→ **What you should do**
Stop after the line that contains "what the control"; until then, restate each line of the entries word for word from the very first.

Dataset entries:
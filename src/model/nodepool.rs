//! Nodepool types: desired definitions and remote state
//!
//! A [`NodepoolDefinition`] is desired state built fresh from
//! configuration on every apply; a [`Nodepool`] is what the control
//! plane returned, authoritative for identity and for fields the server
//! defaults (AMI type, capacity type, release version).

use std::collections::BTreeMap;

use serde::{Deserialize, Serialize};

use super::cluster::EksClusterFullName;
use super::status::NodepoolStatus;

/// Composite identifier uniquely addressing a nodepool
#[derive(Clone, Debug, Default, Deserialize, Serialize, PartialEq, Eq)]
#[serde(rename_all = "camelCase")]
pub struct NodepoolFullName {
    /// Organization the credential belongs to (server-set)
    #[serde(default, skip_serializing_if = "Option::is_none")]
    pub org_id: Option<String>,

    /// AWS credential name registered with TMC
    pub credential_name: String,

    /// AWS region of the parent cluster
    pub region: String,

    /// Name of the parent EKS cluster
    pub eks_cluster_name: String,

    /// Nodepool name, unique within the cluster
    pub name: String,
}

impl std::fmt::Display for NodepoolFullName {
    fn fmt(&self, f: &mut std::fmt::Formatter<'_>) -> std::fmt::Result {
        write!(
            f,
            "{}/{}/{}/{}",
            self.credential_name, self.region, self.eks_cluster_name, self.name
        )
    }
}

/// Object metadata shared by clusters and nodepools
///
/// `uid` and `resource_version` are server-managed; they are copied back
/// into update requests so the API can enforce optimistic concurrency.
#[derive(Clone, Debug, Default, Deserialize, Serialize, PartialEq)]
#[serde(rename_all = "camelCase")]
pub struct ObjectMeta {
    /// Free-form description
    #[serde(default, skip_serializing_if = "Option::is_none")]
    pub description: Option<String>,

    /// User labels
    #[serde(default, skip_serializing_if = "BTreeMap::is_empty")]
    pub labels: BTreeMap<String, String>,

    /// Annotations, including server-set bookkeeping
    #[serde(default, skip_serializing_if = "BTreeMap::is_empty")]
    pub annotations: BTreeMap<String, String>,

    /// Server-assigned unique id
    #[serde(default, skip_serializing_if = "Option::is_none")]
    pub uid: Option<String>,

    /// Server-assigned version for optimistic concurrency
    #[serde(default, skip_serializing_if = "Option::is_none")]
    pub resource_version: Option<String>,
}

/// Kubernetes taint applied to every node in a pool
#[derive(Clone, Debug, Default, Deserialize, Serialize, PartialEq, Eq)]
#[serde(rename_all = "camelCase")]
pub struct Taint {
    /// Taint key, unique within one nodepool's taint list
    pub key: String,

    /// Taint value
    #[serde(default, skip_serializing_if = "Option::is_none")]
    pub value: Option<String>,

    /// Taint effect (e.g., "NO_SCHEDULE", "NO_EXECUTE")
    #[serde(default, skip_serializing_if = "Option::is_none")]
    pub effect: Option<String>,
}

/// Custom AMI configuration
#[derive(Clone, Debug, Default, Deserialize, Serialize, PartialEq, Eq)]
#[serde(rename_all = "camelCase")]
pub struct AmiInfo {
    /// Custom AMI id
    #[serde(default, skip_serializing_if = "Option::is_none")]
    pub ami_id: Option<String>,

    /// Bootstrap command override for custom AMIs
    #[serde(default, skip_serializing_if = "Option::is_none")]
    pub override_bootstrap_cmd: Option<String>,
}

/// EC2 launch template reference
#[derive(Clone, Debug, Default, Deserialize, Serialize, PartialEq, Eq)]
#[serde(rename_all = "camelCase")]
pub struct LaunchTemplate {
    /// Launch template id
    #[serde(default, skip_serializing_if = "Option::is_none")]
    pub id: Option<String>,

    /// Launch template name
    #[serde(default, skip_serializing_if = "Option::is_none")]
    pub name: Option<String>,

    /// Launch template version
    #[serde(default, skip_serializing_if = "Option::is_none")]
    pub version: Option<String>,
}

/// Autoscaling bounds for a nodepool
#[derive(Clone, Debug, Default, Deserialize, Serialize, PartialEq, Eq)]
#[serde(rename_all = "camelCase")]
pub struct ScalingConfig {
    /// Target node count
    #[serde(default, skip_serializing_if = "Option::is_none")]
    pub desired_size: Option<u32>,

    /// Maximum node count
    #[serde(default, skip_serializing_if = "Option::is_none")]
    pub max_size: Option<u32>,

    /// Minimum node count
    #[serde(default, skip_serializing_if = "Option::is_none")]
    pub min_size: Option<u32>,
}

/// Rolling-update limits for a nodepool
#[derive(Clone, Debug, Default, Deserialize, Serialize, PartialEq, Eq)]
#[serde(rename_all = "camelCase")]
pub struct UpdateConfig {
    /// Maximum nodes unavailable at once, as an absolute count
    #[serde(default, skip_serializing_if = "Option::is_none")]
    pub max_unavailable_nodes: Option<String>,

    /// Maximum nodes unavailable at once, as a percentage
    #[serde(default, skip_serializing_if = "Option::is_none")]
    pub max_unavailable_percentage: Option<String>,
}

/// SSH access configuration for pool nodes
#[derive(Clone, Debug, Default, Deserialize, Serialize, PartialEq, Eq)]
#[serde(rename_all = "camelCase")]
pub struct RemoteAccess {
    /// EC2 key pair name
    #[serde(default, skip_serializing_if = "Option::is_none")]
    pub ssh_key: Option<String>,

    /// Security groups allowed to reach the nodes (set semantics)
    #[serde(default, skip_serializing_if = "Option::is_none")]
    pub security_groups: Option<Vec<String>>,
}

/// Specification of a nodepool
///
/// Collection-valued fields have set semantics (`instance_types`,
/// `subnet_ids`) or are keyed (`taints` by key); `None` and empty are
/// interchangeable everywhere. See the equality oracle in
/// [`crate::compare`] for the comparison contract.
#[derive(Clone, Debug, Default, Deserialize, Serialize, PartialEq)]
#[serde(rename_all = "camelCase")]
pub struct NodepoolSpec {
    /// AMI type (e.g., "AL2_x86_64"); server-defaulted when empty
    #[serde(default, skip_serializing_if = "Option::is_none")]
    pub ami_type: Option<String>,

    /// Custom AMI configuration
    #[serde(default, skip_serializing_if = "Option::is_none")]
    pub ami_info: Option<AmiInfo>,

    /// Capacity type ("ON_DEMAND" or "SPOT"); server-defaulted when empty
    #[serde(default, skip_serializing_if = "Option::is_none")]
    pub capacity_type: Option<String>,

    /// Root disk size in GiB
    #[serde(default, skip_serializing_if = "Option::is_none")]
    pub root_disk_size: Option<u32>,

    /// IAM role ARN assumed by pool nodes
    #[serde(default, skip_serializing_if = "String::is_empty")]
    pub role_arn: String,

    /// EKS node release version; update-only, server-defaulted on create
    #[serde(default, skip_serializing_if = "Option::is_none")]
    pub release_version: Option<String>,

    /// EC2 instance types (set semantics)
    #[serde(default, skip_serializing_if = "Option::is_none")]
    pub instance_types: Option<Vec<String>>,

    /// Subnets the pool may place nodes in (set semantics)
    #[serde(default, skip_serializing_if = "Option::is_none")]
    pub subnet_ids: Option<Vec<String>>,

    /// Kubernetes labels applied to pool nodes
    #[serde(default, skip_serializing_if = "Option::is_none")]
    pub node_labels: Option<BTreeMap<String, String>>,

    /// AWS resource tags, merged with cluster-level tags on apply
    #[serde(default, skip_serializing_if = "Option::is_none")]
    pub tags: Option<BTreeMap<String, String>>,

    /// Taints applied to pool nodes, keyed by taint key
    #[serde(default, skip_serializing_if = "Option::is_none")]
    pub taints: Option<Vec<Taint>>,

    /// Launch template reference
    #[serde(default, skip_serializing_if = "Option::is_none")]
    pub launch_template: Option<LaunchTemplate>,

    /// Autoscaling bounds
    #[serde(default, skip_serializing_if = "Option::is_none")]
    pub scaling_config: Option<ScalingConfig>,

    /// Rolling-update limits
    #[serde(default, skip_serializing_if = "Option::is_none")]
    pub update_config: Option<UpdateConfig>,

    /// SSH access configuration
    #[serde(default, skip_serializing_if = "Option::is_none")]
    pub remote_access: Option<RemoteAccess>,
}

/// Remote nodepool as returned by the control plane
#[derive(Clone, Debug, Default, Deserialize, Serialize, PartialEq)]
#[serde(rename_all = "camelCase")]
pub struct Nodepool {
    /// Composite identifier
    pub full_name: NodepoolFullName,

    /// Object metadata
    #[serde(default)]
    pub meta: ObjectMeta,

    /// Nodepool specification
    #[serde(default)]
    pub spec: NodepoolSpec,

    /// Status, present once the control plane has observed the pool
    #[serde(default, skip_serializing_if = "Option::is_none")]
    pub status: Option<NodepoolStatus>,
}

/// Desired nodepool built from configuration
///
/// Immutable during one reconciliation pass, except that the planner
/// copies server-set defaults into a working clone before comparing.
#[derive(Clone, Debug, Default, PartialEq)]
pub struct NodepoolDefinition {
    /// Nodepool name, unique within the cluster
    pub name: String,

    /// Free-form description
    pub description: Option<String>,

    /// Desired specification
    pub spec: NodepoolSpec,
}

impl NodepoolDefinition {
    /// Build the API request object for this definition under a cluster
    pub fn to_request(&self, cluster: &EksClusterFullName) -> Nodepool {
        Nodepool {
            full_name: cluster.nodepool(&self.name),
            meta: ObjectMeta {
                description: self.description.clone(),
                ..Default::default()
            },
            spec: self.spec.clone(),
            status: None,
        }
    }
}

→ **Task response**
filename src/model/nodepool.rs
//! Nodepool types: desired definitions and remote state
//!
//! A [`NodepoolDefinition`] is desired state built fresh from
//! configuration on every apply; a [`Nodepool`] is what the control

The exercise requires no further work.